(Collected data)
++++

//! The file-backed hot tier: a write-through cache over a log-structured
//! backend.
//!
//! Every mutation is appended to a single log as a CRC-framed batch before
//! the in-memory view changes, so a crash can only cost the trailing
//! unsynced batch, never half of one. Reopening replays the log and drops a
//! torn tail; [`FileStore::compact`] rewrites the log from the live view.

use crate::kv::{io_err, BatchOp, KeyValueStore, MemoryStore};
use parking_lot::Mutex;
use rbtp_interfaces::provider::ProviderResult;
use std::{
    collections::BTreeMap,
    fs::{File, OpenOptions},
    io::{Read, Write},
    path::{Path, PathBuf},
};
use tracing::{debug, warn};

const PUT_TAG: u8 = 0;
const DELETE_TAG: u8 = 1;

/// Length and checksum framing one batch in the log.
const FRAME_HEADER: usize = 8;

/// A durable [`KeyValueStore`]: an append-only record log under one path,
/// fronted by the full key space in memory.
#[derive(Debug)]
pub struct FileStore {
    map: MemoryStore,
    log: Mutex<File>,
    path: PathBuf,
}

impl FileStore {
    /// Opens (or creates) the store at `path`, replaying the log into the
    /// in-memory view. A torn tail left by a crash is truncated away, which
    /// rolls the store back to the last fully written batch.
    pub fn open(path: impl AsRef<Path>) -> ProviderResult<Self> {
        let path = path.as_ref().to_path_buf();
        if let Some(parent) = path.parent() {
            std::fs::create_dir_all(parent).map_err(io_err)?;
        }

        let mut raw = Vec::new();
        {
            let mut reader = OpenOptions::new()
                .read(true)
                .write(true)
                .create(true)
                .open(&path)
                .map_err(io_err)?;
            reader.read_to_end(&mut raw).map_err(io_err)?;
        }

        let map = MemoryStore::new();
        let mut cursor = 0usize;
        loop {
            let Some((ops, consumed)) = read_frame(&raw[cursor..]) else { break };
            map.write_batch(ops)?;
            cursor += consumed;
        }

        if cursor < raw.len() {
            warn!(
                target: "storage",
                dropped = raw.len() - cursor,
                path = %path.display(),
                "Dropping torn batch at the end of the store log"
            );
            let file = OpenOptions::new().write(true).open(&path).map_err(io_err)?;
            file.set_len(cursor as u64).map_err(io_err)?;
            file.sync_data().map_err(io_err)?;
        }

        let log = OpenOptions::new().append(true).open(&path).map_err(io_err)?;
        debug!(target: "storage", entries = map.len(), path = %path.display(), "Opened store log");
        Ok(Self { map, log: Mutex::new(log), path })
    }

    /// Rewrites the log as one snapshot batch of the live view, shedding
    /// every superseded record.
    pub fn compact(&self) -> ProviderResult<()> {
        let snapshot: Vec<BatchOp> = {
            let entries = self.map.entries();
            entries.into_iter().map(|(key, value)| BatchOp::Put(key, value)).collect()
        };

        let tmp = self.path.with_extension("compact");
        {
            let mut file = File::create(&tmp).map_err(io_err)?;
            file.write_all(&encode_frame(&snapshot)).map_err(io_err)?;
            file.sync_data().map_err(io_err)?;
        }

        // swap the log under the write lock so no append lands in between
        let mut log = self.log.lock();
        std::fs::rename(&tmp, &self.path).map_err(io_err)?;
        *log = OpenOptions::new().append(true).open(&self.path).map_err(io_err)?;
        debug!(target: "storage", path = %self.path.display(), "Compacted store log");
        Ok(())
    }

    fn append(&self, ops: &[BatchOp]) -> ProviderResult<()> {
        let frame = encode_frame(ops);
        let mut log = self.log.lock();
        log.write_all(&frame).map_err(io_err)?;
        log.sync_data().map_err(io_err)
    }
}

impl KeyValueStore for FileStore {
    fn get(&self, key: &[u8]) -> ProviderResult<Option<Vec<u8>>> {
        self.map.get(key)
    }

    fn put(&self, key: &[u8], value: &[u8]) -> ProviderResult<()> {
        self.append(&[BatchOp::Put(key.to_vec(), value.to_vec())])?;
        self.map.put(key, value)
    }

    fn delete(&self, key: &[u8]) -> ProviderResult<()> {
        self.append(&[BatchOp::Delete(key.to_vec())])?;
        self.map.delete(key)
    }

    fn write_batch(&self, batch: Vec<BatchOp>) -> ProviderResult<()> {
        // durable first, visible second
        self.append(&batch)?;
        self.map.write_batch(batch)
    }
}

/// `len ++ crc32 ++ records`, records being `tag ++ key_len ++ value_len ++
/// key ++ value`.
fn encode_frame(ops: &[BatchOp]) -> Vec<u8> {
    let mut payload = Vec::new();
    for op in ops {
        match op {
            BatchOp::Put(key, value) => {
                payload.push(PUT_TAG);
                payload.extend_from_slice(&(key.len() as u32).to_be_bytes());
                payload.extend_from_slice(&(value.len() as u32).to_be_bytes());
                payload.extend_from_slice(key);
                payload.extend_from_slice(value);
            }
            BatchOp::Delete(key) => {
                payload.push(DELETE_TAG);
                payload.extend_from_slice(&(key.len() as u32).to_be_bytes());
                payload.extend_from_slice(&0u32.to_be_bytes());
                payload.extend_from_slice(key);
            }
        }
    }

    let mut frame = Vec::with_capacity(FRAME_HEADER + payload.len());
    frame.extend_from_slice(&(payload.len() as u32).to_be_bytes());
    frame.extend_from_slice(&crc32fast::hash(&payload).to_be_bytes());
    frame.extend_from_slice(&payload);
    frame
}

/// Parses one frame off the front of `raw`; `None` on a short or corrupt
/// tail.
fn read_frame(raw: &[u8]) -> Option<(Vec<BatchOp>, usize)> {
    if raw.len() < FRAME_HEADER {
        return None
    }
    let len = u32::from_be_bytes(raw[0..4].try_into().expect("4 bytes")) as usize;
    let crc = u32::from_be_bytes(raw[4..8].try_into().expect("4 bytes"));
    let payload = raw.get(FRAME_HEADER..FRAME_HEADER + len)?;
    if crc32fast::hash(payload) != crc {
        return None
    }

    let mut ops = Vec::new();
    let mut cursor = 0usize;
    while cursor < payload.len() {
        let tag = *payload.get(cursor)?;
        let key_len =
            u32::from_be_bytes(payload.get(cursor + 1..cursor + 5)?.try_into().ok()?) as usize;
        let value_len =
            u32::from_be_bytes(payload.get(cursor + 5..cursor + 9)?.try_into().ok()?) as usize;
        cursor += 9;
        let key = payload.get(cursor..cursor + key_len)?.to_vec();
        cursor += key_len;
        match tag {
            PUT_TAG => {
                let value = payload.get(cursor..cursor + value_len)?.to_vec();
                cursor += value_len;
                ops.push(BatchOp::Put(key, value));
            }
            DELETE_TAG => ops.push(BatchOp::Delete(key)),
            _ => return None,
        }
    }
    Some((ops, FRAME_HEADER + len))
}
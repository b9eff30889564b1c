use crate::{
    constants::{TX_DATA_NON_ZERO_GAS, TX_DATA_ZERO_GAS, TX_GAS, TX_GAS_CONTRACT_CREATION},
    keccak256, Address, Bytes, ChainId, TxHash, B256, U256,
};
use alloy_rlp::{length_of_length, Decodable, Encodable, Error as RlpError};
use std::ops::Deref;

mod signature;
mod util;

pub use signature::Signature;

/// Signs `message` with `secret`, exposed for tests and the local sealer.
pub fn sign_message(secret: B256, message: B256) -> Result<Signature, secp256k1::Error> {
    util::secp256k1::sign_message(secret, message)
}

/// The unsigned body of a transaction.
#[derive(Debug, Clone, PartialEq, Eq, Hash, Default)]
pub struct Transaction {
    /// EIP-155 chain id the signature commits to, if replay protected.
    pub chain_id: Option<ChainId>,
    /// Sender account nonce.
    pub nonce: u64,
    /// Price in wei the sender pays per unit of gas.
    pub gas_price: u128,
    /// Maximum gas the transaction may consume.
    pub gas_limit: u64,
    /// Call target, or contract creation if absent.
    pub to: TransactionKind,
    /// Value in wei transferred to the target.
    pub value: U256,
    /// Call data or creation code.
    pub input: Bytes,
}

impl Transaction {
    /// Whether this transaction creates a contract.
    pub const fn is_create(&self) -> bool {
        matches!(self.to, TransactionKind::Create)
    }

    /// The gas consumed before a single VM step runs: the base charge plus
    /// the per-byte cost of the input data.
    pub fn intrinsic_gas(&self) -> u64 {
        let base = if self.is_create() { TX_GAS_CONTRACT_CREATION } else { TX_GAS };
        let zero_bytes = self.input.iter().filter(|b| **b == 0).count() as u64;
        let non_zero_bytes = self.input.len() as u64 - zero_bytes;
        base + zero_bytes * TX_DATA_ZERO_GAS + non_zero_bytes * TX_DATA_NON_ZERO_GAS
    }

    /// Maximum wei the sender can be charged: `gas_price · gas_limit + value`.
    pub fn cost(&self) -> U256 {
        U256::from(self.gas_price) * U256::from(self.gas_limit) + self.value
    }

    /// The hash the sender signs over: the transaction fields, extended per
    /// EIP-155 with `(chain_id, 0, 0)` when replay protected.
    pub fn signature_hash(&self) -> B256 {
        let mut payload_length = self.fields_len();
        if let Some(id) = self.chain_id {
            payload_length += id.length() + 2;
        }

        let mut out = Vec::<u8>::new();
        alloy_rlp::Header { list: true, payload_length }.encode(&mut out);
        self.encode_fields(&mut out);
        if let Some(id) = self.chain_id {
            id.encode(&mut out);
            out.push(0x80);
            out.push(0x80);
        }
        keccak256(&out)
    }

    fn fields_len(&self) -> usize {
        self.nonce.length() +
            self.gas_price.length() +
            self.gas_limit.length() +
            self.to.length() +
            self.value.length() +
            self.input.length()
    }

    fn encode_fields(&self, out: &mut dyn alloy_rlp::BufMut) {
        self.nonce.encode(out);
        self.gas_price.encode(out);
        self.gas_limit.encode(out);
        self.to.encode(out);
        self.value.encode(out);
        self.input.encode(out);
    }
}

/// Whether a transaction calls an existing account or creates a new one.
#[derive(Debug, Clone, Copy, PartialEq, Eq, Hash, Default)]
pub enum TransactionKind {
    /// Contract creation; the target is derived from sender and nonce.
    #[default]
    Create,
    /// A call to the given address.
    Call(Address),
}

impl TransactionKind {
    /// The call target, if any.
    pub const fn to(&self) -> Option<&Address> {
        match self {
            Self::Create => None,
            Self::Call(to) => Some(to),
        }
    }
}

impl Encodable for TransactionKind {
    fn encode(&self, out: &mut dyn alloy_rlp::BufMut) {
        match self {
            Self::Call(to) => to.encode(out),
            Self::Create => out.put_u8(alloy_rlp::EMPTY_STRING_CODE),
        }
    }

    fn length(&self) -> usize {
        match self {
            Self::Call(to) => to.length(),
            Self::Create => 1,
        }
    }
}

impl Decodable for TransactionKind {
    fn decode(buf: &mut &[u8]) -> alloy_rlp::Result<Self> {
        if let Some(&first) = buf.first() {
            if first == alloy_rlp::EMPTY_STRING_CODE {
                *buf = &buf[1..];
                Ok(Self::Create)
            } else {
                Ok(Self::Call(Address::decode(buf)?))
            }
        } else {
            Err(RlpError::InputTooShort)
        }
    }
}

/// A signed transaction together with its memoized hash.
#[derive(Debug, Clone, PartialEq, Eq, Hash)]
pub struct TransactionSigned {
    /// The memoized keccak256 of the RLP encoded signed transaction.
    hash: TxHash,
    /// The transaction signature.
    pub signature: Signature,
    /// The unsigned body.
    pub transaction: Transaction,
}

impl TransactionSigned {
    /// Builds the signed wrapper and computes the hash.
    pub fn from_transaction_and_signature(transaction: Transaction, signature: Signature) -> Self {
        let mut signed = Self { hash: B256::ZERO, signature, transaction };
        let mut buf = Vec::new();
        signed.encode(&mut buf);
        signed.hash = keccak256(&buf);
        signed
    }

    /// The memoized transaction hash.
    pub const fn hash(&self) -> TxHash {
        self.hash
    }

    /// Recovers the sender address from the signature.
    ///
    /// Returns `None` for signatures that do not describe a curve point.
    pub fn recover_signer(&self) -> Option<Address> {
        self.signature.recover_signer(self.transaction.signature_hash())
    }

    /// Recovers the sender and pairs it with the transaction.
    pub fn into_ecrecovered(self) -> Option<TransactionSignedEcRecovered> {
        let signer = self.recover_signer()?;
        Some(TransactionSignedEcRecovered { signed_transaction: self, signer })
    }

    /// Approximate in-memory size, used for pool and buffer accounting.
    pub fn size_hint(&self) -> usize {
        std::mem::size_of::<Self>() + self.transaction.input.len()
    }

    fn payload_length(&self) -> usize {
        self.transaction.fields_len() + self.signature.rlp_len(self.transaction.chain_id)
    }
}

impl Deref for TransactionSigned {
    type Target = Transaction;

    fn deref(&self) -> &Self::Target {
        &self.transaction
    }
}

impl Encodable for TransactionSigned {
    fn encode(&self, out: &mut dyn alloy_rlp::BufMut) {
        alloy_rlp::Header { list: true, payload_length: self.payload_length() }.encode(out);
        self.transaction.encode_fields(out);
        self.signature.encode_fields(self.transaction.chain_id, out);
    }

    fn length(&self) -> usize {
        let payload = self.payload_length();
        payload + length_of_length(payload)
    }
}

impl Decodable for TransactionSigned {
    fn decode(buf: &mut &[u8]) -> alloy_rlp::Result<Self> {
        let started = *buf;
        let header = alloy_rlp::Header::decode(buf)?;
        if !header.list {
            return Err(RlpError::UnexpectedString)
        }
        let mut transaction = Transaction {
            chain_id: None,
            nonce: Decodable::decode(buf)?,
            gas_price: Decodable::decode(buf)?,
            gas_limit: Decodable::decode(buf)?,
            to: Decodable::decode(buf)?,
            value: Decodable::decode(buf)?,
            input: Decodable::decode(buf)?,
        };
        let (signature, chain_id) = Signature::decode_fields(buf)?;
        transaction.chain_id = chain_id;

        let consumed = started.len() - buf.len();
        let hash = keccak256(&started[..consumed]);
        Ok(Self { hash, signature, transaction })
    }
}

/// A signed transaction with its recovered sender.
#[derive(Debug, Clone, PartialEq, Eq)]
pub struct TransactionSignedEcRecovered {
    signed_transaction: TransactionSigned,
    /// The recovered sender address.
    pub signer: Address,
}

impl TransactionSignedEcRecovered {
    /// The recovered sender.
    pub const fn signer(&self) -> Address {
        self.signer
    }

    /// Consumes the wrapper, returning the signed transaction.
    pub fn into_signed(self) -> TransactionSigned {
        self.signed_transaction
    }
}

impl Deref for TransactionSignedEcRecovered {
    type Target = TransactionSigned;

    fn deref(&self) -> &Self::Target {
        &self.signed_transaction
    }
}

/// Recovers the signers of a batch of transactions, in parallel for larger
/// batches.
///
/// Returns `None` if any signature fails to recover.
pub fn recover_signers(transactions: &[TransactionSigned]) -> Option<Vec<Address>> {
    // below this the rayon fork/join overhead outweighs the recovery cost
    const PARALLEL_THRESHOLD: usize = 16;

    if transactions.len() < PARALLEL_THRESHOLD {
        transactions.iter().map(|tx| tx.recover_signer()).collect()
    } else {
        use rayon::prelude::*;
        transactions.par_iter().map(|tx| tx.recover_signer()).collect()
    }
}

#[cfg(test)]
mod tests {
    use super::*;
    use crate::hex;

    fn signed_transfer(nonce: u64, chain_id: Option<ChainId>) -> TransactionSigned {
        let secret = B256::repeat_byte(0x42);
        let transaction = Transaction {
            chain_id,
            nonce,
            gas_price: 10,
            gas_limit: 21_000,
            to: TransactionKind::Call(Address::repeat_byte(0x77)),
            value: U256::from(1000),
            input: Bytes::new(),
        };
        let signature = sign_message(secret, transaction.signature_hash()).unwrap();
        TransactionSigned::from_transaction_and_signature(transaction, signature)
    }

    #[test]
    fn rlp_roundtrip_eip155() {
        let tx = signed_transfer(5, Some(1));
        let mut encoded = Vec::new();
        tx.encode(&mut encoded);
        let decoded = TransactionSigned::decode(&mut encoded.as_slice()).unwrap();
        assert_eq!(decoded, tx);
        assert_eq!(decoded.chain_id, Some(1));
        assert_eq!(decoded.hash(), tx.hash());
    }

    #[test]
    fn rlp_roundtrip_unprotected() {
        let tx = signed_transfer(0, None);
        let mut encoded = Vec::new();
        tx.encode(&mut encoded);
        let decoded = TransactionSigned::decode(&mut encoded.as_slice()).unwrap();
        assert_eq!(decoded, tx);
        assert_eq!(decoded.chain_id, None);
    }

    #[test]
    fn recovers_same_signer() {
        let a = signed_transfer(0, Some(7));
        let b = signed_transfer(1, Some(7));
        let signer_a = a.recover_signer().unwrap();
        let signer_b = b.recover_signer().unwrap();
        assert_eq!(signer_a, signer_b);
        assert_ne!(signer_a, Address::ZERO);
    }

    #[test]
    fn creation_kind_roundtrip() {
        let mut encoded = Vec::new();
        TransactionKind::Create.encode(&mut encoded);
        assert_eq!(encoded, hex!("80"));
        assert_eq!(
            TransactionKind::decode(&mut encoded.as_slice()).unwrap(),
            TransactionKind::Create
        );
    }

    #[test]
    fn intrinsic_gas_charges_data() {
        let mut tx = Transaction::default();
        assert_eq!(tx.intrinsic_gas(), TX_GAS_CONTRACT_CREATION);
        tx.to = TransactionKind::Call(Address::ZERO);
        tx.input = Bytes::from_static(&[0, 0, 1]);
        assert_eq!(tx.intrinsic_gas(), TX_GAS + 2 * TX_DATA_ZERO_GAS + TX_DATA_NON_ZERO_GAS);
    }

    #[test]
    fn batch_recovery_matches_single() {
        let txs: Vec<_> = (0..20).map(|n| signed_transfer(n, Some(1))).collect();
        let signers = recover_signers(&txs).unwrap();
        assert!(signers.iter().all(|s| *s == txs[0].recover_signer().unwrap()));
    }
}
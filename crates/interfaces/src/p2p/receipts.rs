use crate::p2p::{download::DownloadClient, error::PeerRequestResult};
use futures::Future;
use rbtp_primitives::{ReceiptWithBloom, B256};

/// The receipts download client, used by fast sync.
#[auto_impl::auto_impl(&, Arc, Box)]
pub trait ReceiptsClient: DownloadClient {
    /// The future the request resolves into.
    type Output: Future<Output = PeerRequestResult<Vec<Vec<ReceiptWithBloom>>>>
        + Send
        + Sync
        + Unpin;

    /// Fetches the receipt lists for the given block hashes.
    fn get_receipts(&self, hashes: Vec<B256>) -> Self::Output;
}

++++

=== Required action ===
Quote the data above verbatim from its first line to the line that includes "const DELETE_TAG: u8 = 1;", with both boundary lines retained.

=== Task solution ===
//! The file-backed hot tier: a write-through cache over a log-structured
//! backend.
//!
//! Every mutation is appended to a single log as a CRC-framed batch before
//! the in-memory view changes, so a crash can only cost the trailing
//! unsynced batch, never half of one. Reopening replays the log and drops a
//! torn tail; [`FileStore::compact`] rewrites the log from the live view.

use crate::kv::{io_err, BatchOp, KeyValueStore, MemoryStore};
use parking_lot::Mutex;
use rbtp_interfaces::provider::ProviderResult;
use std::{
    collections::BTreeMap,
    fs::{File, OpenOptions},
    io::{Read, Write},
    path::{Path, PathBuf},
};
use tracing::{debug, warn};

const PUT_TAG: u8 = 0;
const DELETE_TAG: u8 = 1;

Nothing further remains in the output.